The paper provides a detailed explanation of the Transformer model, which is used in their experiments. They describe the operations involved in the Transformer block and the generation of the next token. They also provide additional results on downstream finetuning performance for both a 1B model and a 130M model. The results show that pause training outperforms standard training on various tasks, including reasoning tasks, fact recall tasks, and question-answering tasks.
The authors also investigate the effect of prepending or appending pause tokens during training. They find that appending the pause tokens generally yields better performance, although there are some mixed results depending on the task. They further explore the impact of varying the number of pause tokens used during finetuning and find that there is an optimal number of pause tokens for each dataset.
The paper also examines the robustness of pause-trained models to shifts in the number of inference-time pauses compared to the number used during finetuning.

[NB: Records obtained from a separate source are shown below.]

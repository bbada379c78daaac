use anyhow::{anyhow, Context, Result};

use std::net::TcpListener;
use std::sync::Arc;

use crate::components::counter_store::{
    CounterStore, DynamoDbCounterStore, InMemoryCounterStore, PostgresCounterStore,
};
use crate::configuration::{Settings, StoreKind};

/// Everything the engine needs that talks to the outside world.
pub struct Kits {
    pub listener: TcpListener,
    pub counter_store: Arc<dyn CounterStore>,
}

impl Kits {
    pub fn new(listener: TcpListener, counter_store: Arc<dyn CounterStore>) -> Self {
        Self {
            listener,
            counter_store,
        }
    }

    pub async fn prepare(config: &Settings) -> Result<Self> {
        Ok(Self {
            listener: prepare_listener(config)?,
            counter_store: prepare_counter_store(config).await?,
        })
    }
}

pub fn prepare_listener(config: &Settings) -> Result<TcpListener> {
    let address = format!("{}:{}", config.application.host, config.application.port);
    TcpListener::bind(&address).with_context(|| format!("Failed to bind {address}"))
}

/// Built once at startup and shared by every worker, there is no other client handle.
pub async fn prepare_counter_store(config: &Settings) -> Result<Arc<dyn CounterStore>> {
    let store = &config.counter.store;

    let counter_store: Arc<dyn CounterStore> = match store.kind {
        StoreKind::Dynamodb => {
            let settings = store
                .dynamodb
                .as_ref()
                .ok_or_else(|| anyhow!("`counter.store.dynamodb` section is missing"))?;
            Arc::new(DynamoDbCounterStore::connect(settings, store.timeout()).await)
        }
        StoreKind::Postgres => {
            let settings = store
                .postgres
                .as_ref()
                .ok_or_else(|| anyhow!("`counter.store.postgres` section is missing"))?;
            Arc::new(PostgresCounterStore::connect_lazy(settings, store.timeout()))
        }
        StoreKind::Memory => {
            tracing::warn!("Counter lives in process memory and is lost on restart");
            Arc::new(InMemoryCounterStore::new())
        }
    };

    tracing::info!(kind = ?store.kind, counter = %config.counter.key, "Counter store prepared");
    Ok(counter_store)
}
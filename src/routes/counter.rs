use actix_web::{http, web, HttpResponse, ResponseError};
use anyhow::Context;

use crate::components::counter_store::CounterStore;

use super::CounterTarget;

#[derive(thiserror::Error, Debug)]
pub enum CounterError {
    #[error(transparent)]
    UnexpectedError(#[from] anyhow::Error),
}

impl ResponseError for CounterError {
    fn status_code(&self) -> http::StatusCode {
        match self {
            Self::UnexpectedError(_) => http::StatusCode::INTERNAL_SERVER_ERROR,
        }
    }

    // Details stay in the logs.
    fn error_response(&self) -> HttpResponse {
        HttpResponse::build(self.status_code())
            .json(serde_json::json!({ "error": "internal server error" }))
    }
}

#[tracing::instrument(name = "Increment counter", skip(store, target))]
pub async fn increment_counter(
    store: web::Data<dyn CounterStore>,
    target: web::Data<CounterTarget>,
) -> Result<HttpResponse, CounterError> {
    let counter = target
        .bounded(store.increment(&target.key, 1))
        .await
        .with_context(|| format!("Failed to increment counter `{}`", target.key))
        .inspect_err(|e| tracing::error!("{e:?}"))?;

    tracing::info!(counter, "Counter incremented");
    Ok(HttpResponse::Ok().json(serde_json::json!({ "counter": counter })))
}
use tally::configuration::get_configurations;
use tally::startup::engine::Engine;
use tally::startup::prepare::Kits;
use tally::telemetry::{get_subscriber, init_subscriber, LoggerOutbound};

#[tokio::main]
async fn main() -> anyhow::Result<()> {
    // Load Configurations
    let config = get_configurations()?;

    // Init Logger
    let log_subscriber = get_subscriber(
        "info".into(),
        config.application.logger_format,
        LoggerOutbound::new(std::io::stderr),
    );
    init_subscriber(log_subscriber);

    let kits = Kits::prepare(&config).await?;
    Engine::build(config, kits)?.spinup().await?;

    Ok(())
}
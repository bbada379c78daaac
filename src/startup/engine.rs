use actix_web::dev::Server;
use actix_web::middleware::{self, TrailingSlash};
use actix_web::{web, App, HttpServer};
use anyhow::{anyhow, Result};
use tracing_actix_web::TracingLogger;

use crate::configuration::Settings;
use crate::routes::*;

use super::prepare::Kits;

pub struct Engine {
    web_server: Server,
    port: u16,
}

impl Engine {
    pub fn build(config: Settings, kits: Kits) -> Result<Self> {
        let key = config.counter.counter_key().map_err(|e| anyhow!(e))?;
        let target = web::Data::new(CounterTarget::new(key, config.counter.store.timeout()));
        let policy = web::Data::new(HealthPolicy {
            strict_status: config.application.strict_health_status,
        });
        let counter_store = web::Data::from(kits.counter_store);
        let port = kits.listener.local_addr()?.port();

        let server = HttpServer::new(move || {
            App::new()
                .wrap(TracingLogger::default())
                .wrap(middleware::NormalizePath::new(TrailingSlash::Trim))
                .route("/", web::get().to(increment_counter))
                .route("/healthcheck", web::get().to(health_check))
                .app_data(counter_store.clone())
                .app_data(target.clone())
                .app_data(policy.clone())
        })
        .listen(kits.listener)?
        .run();

        Ok(Self {
            web_server: server,
            port,
        })
    }

    pub fn port(&self) -> u16 {
        self.port
    }

    pub async fn spinup(self) -> Result<(), std::io::Error> {
        tracing::info!(port = self.port, "Serving counter");
        self.web_server.await
    }
}
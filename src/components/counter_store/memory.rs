use async_trait::async_trait;

use std::collections::HashMap;
use std::sync::{Mutex, PoisonError};

use crate::domain::counter::CounterKey;

use super::{CounterStore, CounterStoreError};

/// Process-local store. Every operation holds the map lock, so increments do not lose updates.
#[derive(Debug, Default)]
pub struct InMemoryCounterStore {
    counters: Mutex<HashMap<String, i64>>,
}

impl InMemoryCounterStore {
    pub fn new() -> Self {
        Self::default()
    }

    pub fn with_counter(self, key: &CounterKey, value: i64) -> Self {
        self.counters
            .lock()
            .unwrap_or_else(PoisonError::into_inner)
            .insert(key.to_string(), value);
        self
    }

    fn poisoned<T>(e: PoisonError<T>) -> CounterStoreError {
        CounterStoreError::Backend(format!("counter map lock poisoned: {e}"))
    }
}

#[async_trait]
impl CounterStore for InMemoryCounterStore {
    async fn get(&self, key: &CounterKey) -> Result<Option<i64>, CounterStoreError> {
        let counters = self.counters.lock().map_err(Self::poisoned)?;
        Ok(counters.get(key.as_ref()).copied())
    }

    async fn increment(&self, key: &CounterKey, delta: i64) -> Result<i64, CounterStoreError> {
        let mut counters = self.counters.lock().map_err(Self::poisoned)?;
        let count = counters.entry(key.to_string()).or_insert(0);
        *count = count
            .checked_add(delta)
            .ok_or_else(|| CounterStoreError::Backend(format!("counter `{key}` would overflow")))?;
        Ok(*count)
    }
}
use secrecy::SecretBox;

use std::path::Path;
use std::time::Duration;

use crate::domain::counter::CounterKey;
use crate::telemetry::LoggerFormat;

#[derive(serde::Deserialize, Debug)]
pub struct Settings {
    pub application: AppSettings,
    pub counter: CounterSettings,
}

#[derive(serde::Deserialize, Debug)]
pub struct AppSettings {
    pub port: u16,
    pub host: String,
    pub logger_format: LoggerFormat,
    /// Answer a failed health check with 503 instead of 200.
    #[serde(default)]
    pub strict_health_status: bool,
}

#[derive(serde::Deserialize, Debug)]
pub struct CounterSettings {
    pub key: String,
    pub store: StoreSettings,
}

#[derive(serde::Deserialize, Debug, Clone, Copy, PartialEq, Eq)]
#[serde(rename_all = "lowercase")]
pub enum StoreKind {
    Dynamodb,
    Postgres,
    Memory,
}

#[derive(serde::Deserialize, Debug)]
pub struct StoreSettings {
    pub kind: StoreKind,
    #[serde(default = "default_timeout_ms")]
    pub timeout_ms: u64,
    pub dynamodb: Option<DynamoDbSettings>,
    pub postgres: Option<PostgresSettings>,
}

#[derive(serde::Deserialize, Debug, Clone)]
pub struct DynamoDbSettings {
    pub region: String,
    pub table_name: String,
    #[serde(default = "default_partition_key")]
    pub partition_key: String,
    #[serde(default = "default_count_attribute")]
    pub count_attribute: String,
    pub endpoint_url: Option<String>,
}

#[derive(serde::Deserialize, Debug)]
pub struct PostgresSettings {
    pub username: String,
    pub password: SecretBox<String>,
    pub port: u16,
    pub host: String,
    pub database_name: String,
}

fn default_timeout_ms() -> u64 {
    3000
}

fn default_partition_key() -> String {
    "CounterId".into()
}

fn default_count_attribute() -> String {
    "Count".into()
}

impl CounterSettings {
    pub fn counter_key(&self) -> Result<CounterKey, String> {
        self.key.clone().try_into()
    }
}

impl StoreSettings {
    pub fn timeout(&self) -> Duration {
        Duration::from_millis(self.timeout_ms)
    }
}

pub fn get_configurations() -> Result<Settings, config::ConfigError> {
    let base_path =
        std::env::current_dir().map_err(|e| config::ConfigError::Foreign(Box::new(e)))?;
    let configuration_directory = base_path.join("configurations");

    // If it is in a CI, also load CI configurations
    let is_ci = std::env::var("RUN_CI").map_or(false, |s| {
        matches!(s.as_str(), "1" | "true" | "yes" | "TRUE" | "YES")
    });

    let environment: Environment = std::env::var("APP_ENV")
        .unwrap_or_else(|_| "local".into())
        .try_into()
        .map_err(config::ConfigError::Message)?;

    load_configurations(&configuration_directory, environment, is_ci)
}

/// Layers, later wins: `base`, `secret`, `ci-base` (CI only), `<environment>`,
/// then `APP_`-prefixed environment variables, e.g. `APP_APPLICATION__PORT=80`.
pub fn load_configurations(
    configuration_directory: &Path,
    environment: Environment,
    is_ci: bool,
) -> Result<Settings, config::ConfigError> {
    layer_configurations(
        configuration_directory,
        environment,
        is_ci,
        app_environment_variables(),
    )
}

fn app_environment_variables() -> config::Environment {
    config::Environment::with_prefix("APP")
        .prefix_separator("_")
        .separator("__")
        .try_parsing(true)
}

fn layer_configurations(
    configuration_directory: &Path,
    environment: Environment,
    is_ci: bool,
    overrides: config::Environment,
) -> Result<Settings, config::ConfigError> {
    let layer = |name: &str| {
        let path = configuration_directory.join(name);
        config::File::with_name(&path.to_string_lossy()).required(false)
    };

    let builder = config::Config::builder()
        .add_source(layer("base"))
        .add_source(layer("secret"));

    let builder = if is_ci {
        builder.add_source(layer("ci-base"))
    } else {
        builder
    };

    let settings = builder
        .add_source(layer(environment.as_str()))
        .add_source(overrides)
        .build()?;

    settings.try_deserialize()
}

/// The possible runtime environment for our application.
#[derive(Debug, Clone, Copy, PartialEq, Eq)]
pub enum Environment {
    Local,
    Production,
}

impl Environment {
    pub fn as_str(&self) -> &'static str {
        match self {
            Environment::Local => "local",
            Environment::Production => "production",
        }
    }
}

impl TryFrom<String> for Environment {
    type Error = String;
    fn try_from(s: String) -> Result<Self, Self::Error> {
        match s.to_lowercase().as_str() {
            "local" => Ok(Self::Local),
            "production" => Ok(Self::Production),
            other => Err(format!(
                "{} is not a supported environment. Use either `local` or `production`.",
                other
            )),
        }
    }
}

It is observed that pause training degrades gracefully with shifts in the number of tokens seen, except for one task where there is a drop in performance when the delay is removed during inference.
The paper concludes by providing a list of downstream datasets used in their experiments and the corresponding hyperparameters for finetuning. The authors also provide the architecture details for the models considered in their work.
In summary, the paper introduces the concept of pause tokens for training language models and demonstrates their effectiveness on various tasks. The authors provide detailed explanations of the Transformer model, experimental results, and insights into the impact of different training strategies. They also highlight areas for future research and acknowledge the limitations of their work. Overall, the paper opens up new avenues for theoretical and practical work in the field of delayed next-token prediction.